Scientific classification
- Kingdom: Animalia
- Phylum: Chordata
- Class: Mammalia
- Infraclass: Placentalia
- Order: Primates
- Family: Cercopithecidae
- Genus: Trachypithecus
- Species: T. popa
- Binomial name: Trachypithecus popa Roos et al., 2020

= Popa langur =

- Genus: Trachypithecus
- Species: popa
- Authority: Roos et al., 2020
- Conservation status: CR

Species of mammal

The Popa langur (Trachypithecus popa) is a species of primate in the family Cercopithecidae. It occurs only in Myanmar and was named after Mount Popa, where a population of 100 of the monkeys live. It is listed as Critically Endangered on the IUCN Red List, as the wild population is thought to comprise 200 to 250 mature individuals.

== Taxonomy ==
The Popa langur was discovered in 2020 in a lab setting instead of the field. A phylogenetic study was conducted in an effort to understand the Popa langur's taxonomic relationships with other species of the genus. For this study, scientists used fecal samples from wild langurs and tissue samples from museum specimens.

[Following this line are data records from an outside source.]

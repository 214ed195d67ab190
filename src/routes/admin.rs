// Routes /api/admin : toutes gardées par l'extracteur AdminUser, et chaque
// mutation réussie écrit une entrée dans le journal d'audit.

use actix_web::{delete, get, patch, post, put, web, HttpRequest, HttpResponse};
use sea_orm::{
    ActiveModelTrait, ColumnTrait, DatabaseConnection, DbErr, EntityTrait, ModelTrait,
    PaginatorTrait, QueryFilter, QueryOrder, Set, TransactionTrait,
};
use chrono::Utc;
use serde::Deserialize;
use validator::Validate;

use crate::middleware::AdminUser;
use crate::models::audit_log::{self, Column as AuditColumn, Entity as AuditLog};
use crate::models::demandes_conducteur::{self, Column as DemandeColumn, Entity as Demandes};
use crate::models::dto::{
    erreurs_validation, pagination_meta, AdminUpdateUserRequest, CreateZoneRequest,
    FiltreUtilisateurs, PaginationQuery, RefuserDemandeRequest, SuspendreUserRequest,
    TraiterSignalementRequest, UpdateZoneRequest, UserResponse,
};
use crate::models::motos::{self, Column as MotoColumn, Entity as Motos};
use crate::models::reservations::{Column as ReservationColumn, Entity as Reservations, StatutReservation};
use crate::models::signalements::{self, Column as SignalementColumn, Entity as Signalements};
use crate::models::trajets::{Column as TrajetColumn, Entity as Trajets, StatutTrajet};
use crate::models::users::{self, Column as UserColumn, Entity as Users, Role, StatutCompte};
use crate::models::vehicules::{self, Column as VehiculeColumn, Entity as Vehicules};
use crate::models::zones::{self, Column as ZoneColumn, Entity as Zones};
use crate::routes::onboarding::{
    STATUT_APPROUVEE, STATUT_EN_ATTENTE as DEMANDE_EN_ATTENTE, STATUT_REFUSEE,
};
use crate::routes::signalements::{STATUT_OUVERT, STATUT_REJETE, STATUT_TRAITE};
use crate::routes::vehicules::{STATUT_APPROUVE, STATUT_EN_ATTENTE, STATUT_REFUSE};
use crate::routes::{reponse_erreur_bd, reponse_introuvable};
use crate::services::audit_service::AuditService;
use crate::services::notification_service::{NotificationHub, NotificationService};

#[derive(Debug, Deserialize)]
pub struct FiltreStatut {
    pub statut: Option<String>,
}

#[derive(Debug, Deserialize)]
pub struct AuditQuery {
    pub format: Option<String>,
}

fn reponse_requete_invalide(message: &str) -> HttpResponse {
    HttpResponse::BadRequest().json(serde_json::json!({
        "success": false,
        "error": { "code": "REQUETE_INVALIDE", "message": message }
    }))
}

fn reponse_conflit(message: &str) -> HttpResponse {
    HttpResponse::Conflict().json(serde_json::json!({
        "success": false,
        "error": { "code": "CONFLIT", "message": message }
    }))
}

// ---------------------------------------------------------------------------
// Utilisateurs
// ---------------------------------------------------------------------------

/// GET /api/admin/users - Liste paginée, filtrable par rôle et statut
#[get("/users")]
pub async fn lister_utilisateurs(
    _admin: AdminUser,
    db: web::Data<DatabaseConnection>,
    pagination: web::Query<PaginationQuery>,
    filtres: web::Query<FiltreUtilisateurs>,
) -> HttpResponse {
    let mut requete = Users::find();

    if let Some(role) = &filtres.role {
        match Role::from_str(role) {
            Some(role) => requete = requete.filter(UserColumn::Role.eq(role.as_str())),
            None => return reponse_requete_invalide("Rôle inconnu"),
        }
    }
    if let Some(statut) = &filtres.statut {
        match StatutCompte::from_str(statut) {
            Some(statut) => requete = requete.filter(UserColumn::Statut.eq(statut.as_str())),
            None => return reponse_requete_invalide("Statut de compte inconnu"),
        }
    }

    let page = pagination.page();
    let limit = pagination.limit();
    let paginateur = requete.order_by_asc(UserColumn::Id).paginate(db.get_ref(), limit);

    let total = match paginateur.num_items().await {
        Ok(total) => total,
        Err(e) => return reponse_erreur_bd(e),
    };
    let liste = match paginateur.fetch_page(page - 1).await {
        Ok(liste) => liste,
        Err(e) => return reponse_erreur_bd(e),
    };

    let data: Vec<UserResponse> = liste.into_iter().map(UserResponse::from).collect();

    HttpResponse::Ok().json(serde_json::json!({
        "success": true,
        "data": data,
        "meta": pagination_meta(page, limit, total),
    }))
}

/// PATCH /api/admin/users/{id} - Modifier rôle et/ou statut
#[patch("/users/{id}")]
pub async fn modifier_utilisateur(
    admin: AdminUser,
    req: HttpRequest,
    chemin: web::Path<i32>,
    body: web::Json<AdminUpdateUserRequest>,
    db: web::Data<DatabaseConnection>,
) -> HttpResponse {
    let role = match &body.role {
        Some(valeur) => match Role::from_str(valeur) {
            Some(role) => Some(role),
            None => return reponse_requete_invalide("Rôle inconnu"),
        },
        None => None,
    };
    let statut = match &body.statut {
        Some(valeur) => match StatutCompte::from_str(valeur) {
            Some(statut) => Some(statut),
            None => return reponse_requete_invalide("Statut de compte inconnu"),
        },
        None => None,
    };
    if role.is_none() && statut.is_none() {
        return reponse_requete_invalide("Aucun champ à modifier");
    }

    let user = match Users::find_by_id(chemin.into_inner()).one(db.get_ref()).await {
        Ok(Some(user)) => user,
        Ok(None) => return reponse_introuvable("Utilisateur introuvable"),
        Err(e) => return reponse_erreur_bd(e),
    };
    let user_id = user.id;
    let email = user.email.clone();

    let mut changements: Vec<String> = Vec::new();
    let mut active: users::ActiveModel = user.into();
    if let Some(role) = role {
        active.role = Set(role.as_str().to_string());
        changements.push(format!("rôle → {}", role.as_str()));
    }
    if let Some(statut) = statut {
        active.statut = Set(statut.as_str().to_string());
        changements.push(format!("statut → {}", statut.as_str()));
    }

    let user = match active.update(db.get_ref()).await {
        Ok(user) => user,
        Err(e) => return reponse_erreur_bd(e),
    };

    AuditService::journaliser(
        db.get_ref(),
        admin.user_id,
        "modification_utilisateur",
        Some("user"),
        Some(user_id),
        format!("Modification de {} : {}", email, changements.join(", ")),
        &req,
    )
    .await;

    HttpResponse::Ok().json(serde_json::json!({
        "success": true,
        "data": UserResponse::from(user)
    }))
}

/// DELETE /api/admin/users/{id} - Supprimer définitivement un compte
#[delete("/users/{id}")]
pub async fn supprimer_utilisateur(
    admin: AdminUser,
    req: HttpRequest,
    chemin: web::Path<i32>,
    db: web::Data<DatabaseConnection>,
) -> HttpResponse {
    let user_id = chemin.into_inner();
    if user_id == admin.user_id {
        return reponse_requete_invalide("Impossible de supprimer son propre compte");
    }

    let user = match Users::find_by_id(user_id).one(db.get_ref()).await {
        Ok(Some(user)) => user,
        Ok(None) => return reponse_introuvable("Utilisateur introuvable"),
        Err(e) => return reponse_erreur_bd(e),
    };
    let email = user.email.clone();

    if let Err(e) = user.delete(db.get_ref()).await {
        return reponse_erreur_bd(e);
    }

    AuditService::journaliser(
        db.get_ref(),
        admin.user_id,
        "suppression_utilisateur",
        Some("user"),
        Some(user_id),
        format!("Suppression du compte {}", email),
        &req,
    )
    .await;

    HttpResponse::Ok().json(serde_json::json!({
        "success": true,
        "data": { "message": "Utilisateur supprimé" }
    }))
}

Alongside the genetic analysis the discovery also involved the comparison of the Popa langur with a specimen of the Phayre's langur at the Natural History Museum, London. The examination revealed small differences in their skins, skulls and coloration.

== Characteristics ==
The Popa langur has a dark-brown or grey-brown back, a white belly, and black hands and feet. It has distinctive white rings around the eyes, as well as the muzzle. It weighs around 8 kg.

== Distribution and habitat ==
The Popa langur occurs in central Myanmar, mainly around Mount Popa.

==Conservation==
The Popa langur is threatened by hunting, habitat destruction and fragmentation.